About this task
Reply with one number, the count of lines below that contain the string "impl".

Data for this task
//! Levelwise frequent itemset mining over baskets of movie ids.
//!
//! Itemsets are kept as sorted vectors so that candidates can be built by joining two itemsets
//! sharing every item but their last, and so that results come out in the same order on every run.

use polars::datatypes::{InitHashMaps, PlHashMap, PlHashSet};
use rayon::prelude::*;

/// An itemset found in enough baskets, with the number of baskets containing it
#[derive(Clone, Debug, PartialEq)]
pub struct FrequentItemset {
    /// Sorted ascending
    pub items: Vec<u64>,
    pub count: usize,
}

/// A split of a frequent itemset into left and right hand sides, with the basket counts needed to
/// score it
#[derive(Clone, Debug, PartialEq)]
pub struct RuleCounts {
    pub lhs: Vec<u64>,
    pub rhs: Vec<u64>,
    /// Baskets containing the left hand side
    pub lhs_count: usize,
    /// Baskets containing the right hand side
    pub rhs_count: usize,
    /// Baskets containing both sides
    pub count: usize,
}

/// Apriori frequent itemset miner.
///
/// 1. Count single items and keep the frequent ones
/// 2. Join frequent k-itemsets sharing their first k-1 items into (k+1)-candidates
/// 3. Drop candidates with an infrequent k-subset, then count the rest against every basket
/// 4. Repeat until no candidate survives
#[derive(Clone, Debug)]
pub struct Apriori {
    /// Minimum fraction of baskets an itemset must appear in
    min_support: f64,
}

impl Apriori {
    #[inline]
    pub fn new() -> Apriori {
        Apriori { min_support: 0.1 }
    }

    pub fn with_min_support(mut self, new_min_support: f64) -> Apriori {
        self.min_support = new_min_support;
        self
    }

    /// Finds every itemset contained in at least `min_support` of the baskets.
    ///
    /// Itemsets are returned level by level (all singletons first), lexicographically within a
    /// level. Duplicate items inside a basket are counted once. Itemsets never found in any basket
    /// are never returned, even with a support threshold of zero.
    pub fn frequent_itemsets(&self, baskets: &[Vec<u64>]) -> Vec<FrequentItemset> {
        if baskets.is_empty() {
            return Vec::new();
        }

        let baskets: Vec<Vec<u64>> = baskets
            .iter()
            .map(|basket| {
                let mut basket = basket.clone();
                basket.sort_unstable();
                basket.dedup();
                basket
            })
            .collect();

        let num_baskets = baskets.len() as f64;
        let is_frequent =
            |count: usize| count > 0 && count as f64 / num_baskets >= self.min_support;

        let mut item_counts: PlHashMap<u64, usize> = PlHashMap::new();
        for basket in &baskets {
            for &item in basket {
                *item_counts.entry(item).or_insert(0) += 1;
            }
        }

        let mut level: Vec<FrequentItemset> = item_counts
            .into_iter()
            .filter(|(_, count)| is_frequent(*count))
            .map(|(item, count)| FrequentItemset {
                items: vec![item],
                count,
            })
            .collect();
        level.sort_by(|a, b| a.items.cmp(&b.items));

        let mut frequent = Vec::new();
        while !level.is_empty() {
            let candidates = generate_candidates(&level);
            frequent.append(&mut level);

            // Counting dominates mining time, and candidates are independent of each other
            let counts: Vec<usize> = candidates
                .par_iter()
                .map(|candidate| {
                    baskets
                        .iter()
                        .filter(|basket| contains_all(basket, candidate))
                        .count()
                })
                .collect();

            level = candidates
                .into_iter()
                .zip(counts)
                .filter(|(_, count)| is_frequent(*count))
                .map(|(items, count)| FrequentItemset { items, count })
                .collect();
        }

        frequent
    }

    /// Every way to split each frequent itemset of two or more items into non-empty left and
    /// right hand sides. Rules follow the order of `itemsets`.
    ///
    /// `itemsets` must be closed under taking subsets, which is always true of the output of
    /// [`Apriori::frequent_itemsets`].
    pub fn rules(itemsets: &[FrequentItemset]) -> Vec<RuleCounts> {
        let counts: PlHashMap<&[u64], usize> = itemsets
            .iter()
            .map(|itemset| (itemset.items.as_slice(), itemset.count))
            .collect();
        let count_of = |items: &[u64]| -> usize {
            *counts
                .get(items)
                .expect("Subsets of a frequent itemset are frequent")
        };

        let mut rules = Vec::new();
        for itemset in itemsets.iter().filter(|itemset| itemset.items.len() >= 2) {
            let size = itemset.items.len();

            // Skip the empty and full masks
            for mask in 1..(1usize << size) - 1 {
                let mut lhs = Vec::with_capacity(size);
                let mut rhs = Vec::with_capacity(size);
                for (i, &item) in itemset.items.iter().enumerate() {
                    if mask & (1 << i) != 0 {
                        lhs.push(item);
                    } else {
                        rhs.push(item);
                    }
                }

                rules.push(RuleCounts {
                    lhs_count: count_of(&lhs),
                    rhs_count: count_of(&rhs),
                    count: itemset.count,
                    lhs,
                    rhs,
                });
            }
        }

        rules
    }
}

impl Default for Apriori {
    fn default() -> Self {
        Self::new()
    }
}

/// Joins itemsets of one level into candidates for the next.
/// `level` must be sorted and hold itemsets of a single size.
fn generate_candidates(level: &[FrequentItemset]) -> Vec<Vec<u64>> {
    let known: PlHashSet<&[u64]> = level.iter().map(|itemset| itemset.items.as_slice()).collect();
    let mut candidates = Vec::new();

    for (i, first) in level.iter().enumerate() {
        let prefix = &first.items[..first.items.len() - 1];

        for second in &level[i + 1..] {
            // Itemsets sharing a prefix are contiguous in a sorted level
            if &second.items[..prefix.len()] != prefix {
                break;
            }

            let mut candidate = first.items.clone();
            candidate.push(second.items[prefix.len()]);

            if !has_infrequent_subset(&candidate, &known) {
                candidates.push(candidate);
            }
        }
    }

    candidates
}

fn has_infrequent_subset(candidate: &[u64], known: &PlHashSet<&[u64]>) -> bool {
    let mut subset = Vec::with_capacity(candidate.len() - 1);

    (0..candidate.len()).any(|skip| {
        subset.clear();
        subset.extend(
            candidate
                .iter()
                .enumerate()
                .filter(|(i, _)| *i != skip)
                .map(|(_, item)| *item),
        );
        !known.contains(subset.as_slice())
    })
}

/// Both slices must be sorted
fn contains_all(basket: &[u64], itemset: &[u64]) -> bool {
    itemset
        .iter()
        .all(|item| basket.binary_search(item).is_ok())
}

Expected output
2